All that is wanted is a word-for-word copy of the line with "pub fn is_loading(&self)" and every line after it in the data below.
BEGIN Material provided
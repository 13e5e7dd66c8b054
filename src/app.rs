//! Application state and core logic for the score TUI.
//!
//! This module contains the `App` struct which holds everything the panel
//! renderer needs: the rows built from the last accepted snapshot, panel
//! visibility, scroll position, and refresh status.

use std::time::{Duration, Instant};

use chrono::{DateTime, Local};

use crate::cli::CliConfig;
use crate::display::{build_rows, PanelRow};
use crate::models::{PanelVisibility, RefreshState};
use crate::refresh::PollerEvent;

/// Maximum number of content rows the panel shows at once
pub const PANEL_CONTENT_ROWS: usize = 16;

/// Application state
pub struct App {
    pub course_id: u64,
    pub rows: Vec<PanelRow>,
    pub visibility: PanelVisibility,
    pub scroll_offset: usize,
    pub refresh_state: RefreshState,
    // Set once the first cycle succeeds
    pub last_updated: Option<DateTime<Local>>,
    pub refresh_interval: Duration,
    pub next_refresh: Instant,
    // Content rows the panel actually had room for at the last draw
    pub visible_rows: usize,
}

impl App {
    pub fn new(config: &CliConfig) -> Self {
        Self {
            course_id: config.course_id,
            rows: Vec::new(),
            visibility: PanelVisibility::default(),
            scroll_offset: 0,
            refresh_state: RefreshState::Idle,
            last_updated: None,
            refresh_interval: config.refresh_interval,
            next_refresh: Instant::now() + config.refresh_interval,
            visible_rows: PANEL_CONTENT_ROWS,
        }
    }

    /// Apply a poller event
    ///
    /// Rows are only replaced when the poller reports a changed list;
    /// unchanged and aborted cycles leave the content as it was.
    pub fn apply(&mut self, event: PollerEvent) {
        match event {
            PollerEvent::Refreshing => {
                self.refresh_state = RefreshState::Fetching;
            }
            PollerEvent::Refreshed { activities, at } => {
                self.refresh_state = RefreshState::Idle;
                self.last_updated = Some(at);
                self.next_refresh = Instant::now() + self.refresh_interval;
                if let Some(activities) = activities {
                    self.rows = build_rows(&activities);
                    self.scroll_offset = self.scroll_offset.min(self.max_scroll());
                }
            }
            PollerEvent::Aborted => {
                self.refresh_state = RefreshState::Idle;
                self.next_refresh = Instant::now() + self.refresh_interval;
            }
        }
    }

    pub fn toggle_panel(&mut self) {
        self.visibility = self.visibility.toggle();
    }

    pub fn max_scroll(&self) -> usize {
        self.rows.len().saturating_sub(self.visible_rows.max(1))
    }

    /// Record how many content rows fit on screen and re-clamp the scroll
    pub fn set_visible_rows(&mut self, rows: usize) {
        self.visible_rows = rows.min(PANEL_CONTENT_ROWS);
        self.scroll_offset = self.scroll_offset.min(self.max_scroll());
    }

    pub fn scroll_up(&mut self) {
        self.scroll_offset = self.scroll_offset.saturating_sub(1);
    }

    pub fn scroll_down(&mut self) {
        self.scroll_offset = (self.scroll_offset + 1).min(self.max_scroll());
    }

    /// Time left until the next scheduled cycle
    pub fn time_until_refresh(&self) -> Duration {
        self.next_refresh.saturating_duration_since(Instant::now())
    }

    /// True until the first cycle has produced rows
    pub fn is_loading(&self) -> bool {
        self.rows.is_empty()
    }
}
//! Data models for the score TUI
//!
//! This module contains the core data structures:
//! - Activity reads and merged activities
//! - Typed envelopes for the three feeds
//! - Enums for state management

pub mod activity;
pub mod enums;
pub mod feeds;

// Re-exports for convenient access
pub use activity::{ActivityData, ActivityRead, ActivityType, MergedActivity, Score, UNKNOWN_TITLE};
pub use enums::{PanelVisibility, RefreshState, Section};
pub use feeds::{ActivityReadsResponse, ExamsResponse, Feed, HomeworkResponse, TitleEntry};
END Material provided
Final answer:
    pub fn is_loading(&self) -> bool {
        self.rows.is_empty()
    }
}
//! Data models for the score TUI
//!
//! This module contains the core data structures:
//! - Activity reads and merged activities
//! - Typed envelopes for the three feeds
//! - Enums for state management

pub mod activity;
pub mod enums;
pub mod feeds;

// Re-exports for convenient access
pub use activity::{ActivityData, ActivityRead, ActivityType, MergedActivity, Score, UNKNOWN_TITLE};
pub use enums::{PanelVisibility, RefreshState, Section};
pub use feeds::{ActivityReadsResponse, ExamsResponse, Feed, HomeworkResponse, TitleEntry};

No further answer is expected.